Which of the lines below holds the string "content"? Copy every line that does.

(Collected data entries)
··········
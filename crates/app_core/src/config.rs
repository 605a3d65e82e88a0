//! Application configuration

use directories::ProjectDirs;
use serde::{Deserialize, Serialize};
use std::path::PathBuf;

/// Main application configuration
#[derive(Debug, Clone, PartialEq, Serialize, Deserialize)]
#[serde(default)]
pub struct AppConfig {
    pub general: GeneralConfig,
    pub grid: GridConfig,
    pub import: ImportConfig,
}

impl Default for AppConfig {
    fn default() -> Self {
        Self {
            general: GeneralConfig::default(),
            grid: GridConfig::default(),
            import: ImportConfig::default(),
        }
    }
}

#[derive(Debug, Clone, PartialEq, Serialize, Deserialize)]
#[serde(default)]
pub struct GeneralConfig {
    pub theme: String,
    pub start_maximized: bool,
    pub remember_window_state: bool,
}

impl Default for GeneralConfig {
    fn default() -> Self {
        Self {
            theme: "dark".to_string(),
            start_maximized: false,
            remember_window_state: true,
        }
    }
}

#[derive(Debug, Clone, PartialEq, Serialize, Deserialize)]
#[serde(default)]
pub struct GridConfig {
    /// Thumbnail edge length in logical pixels
    pub thumbnail_size: u32,
    pub show_filenames: bool,
    pub sort_order: SortOrder,
}

impl Default for GridConfig {
    fn default() -> Self {
        Self {
            thumbnail_size: 128,
            show_filenames: false,
            sort_order: SortOrder::NewestFirst,
        }
    }
}

#[derive(Debug, Clone, Copy, PartialEq, Eq, Serialize, Deserialize)]
pub enum SortOrder {
    #[serde(rename = "newest")]
    NewestFirst,
    #[serde(rename = "oldest")]
    OldestFirst,
}

#[derive(Debug, Clone, PartialEq, Serialize, Deserialize)]
#[serde(default)]
pub struct ImportConfig {
    /// Delete source files after a successful import
    pub delete_source: bool,
    pub confirm_import: bool,
}

impl Default for ImportConfig {
    fn default() -> Self {
        Self {
            delete_source: false,
            confirm_import: true,
        }
    }
}

impl AppConfig {
    /// Load configuration from file
    pub fn load() -> anyhow::Result<Self> {
        let config_path = Self::config_path();

        if config_path.exists() {
            let content = std::fs::read_to_string(&config_path)?;
            let config: Self = toml::from_str(&content)?;
            tracing::info!("Configuration loaded from {:?}", config_path);
            Ok(config)
        } else {
            tracing::info!("Using default configuration");
            Ok(Self::default())
        }
    }

    /// Save configuration to file
    pub fn save(&self) -> anyhow::Result<()> {
        let config_path = Self::config_path();

        if let Some(parent) = config_path.parent() {
            std::fs::create_dir_all(parent)?;
        }

        let content = toml::to_string_pretty(self)?;
        std::fs::write(&config_path, content)?;

        tracing::info!("Configuration saved to {:?}", config_path);
        Ok(())
    }

    /// Get the configuration file path
    pub fn config_path() -> PathBuf {
        ProjectDirs::from("com", "Lumina", "Lumina")
            .map(|dirs| dirs.config_dir().join("config.toml"))
            .unwrap_or_else(|| PathBuf::from("./config.toml"))
    }
}

#[cfg(test)]
mod tests {
    use super::*;

    #[test]
    fn test_toml_roundtrip() {
        let mut config = AppConfig::default();
        config.general.theme = "light".to_string();
        config.grid.thumbnail_size = 192;
        config.import.delete_source = true;

        let toml = toml::to_string_pretty(&config).unwrap();
        let parsed: AppConfig = toml::from_str(&toml).unwrap();

        assert_eq!(parsed, config);
    }

    #[test]
    fn test_missing_sections_take_defaults() {
        let parsed: AppConfig = toml::from_str("[general]\ntheme = \"light\"\n").unwrap();

        assert_eq!(parsed.general.theme, "light");
        assert_eq!(parsed.grid.thumbnail_size, 128);
        assert!(parsed.import.confirm_import);
    }
}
··········
* _Answer section_
            let content = std::fs::read_to_string(&config_path)?;
            let config: Self = toml::from_str(&content)?;
        let content = toml::to_string_pretty(self)?;
        std::fs::write(&config_path, content)?;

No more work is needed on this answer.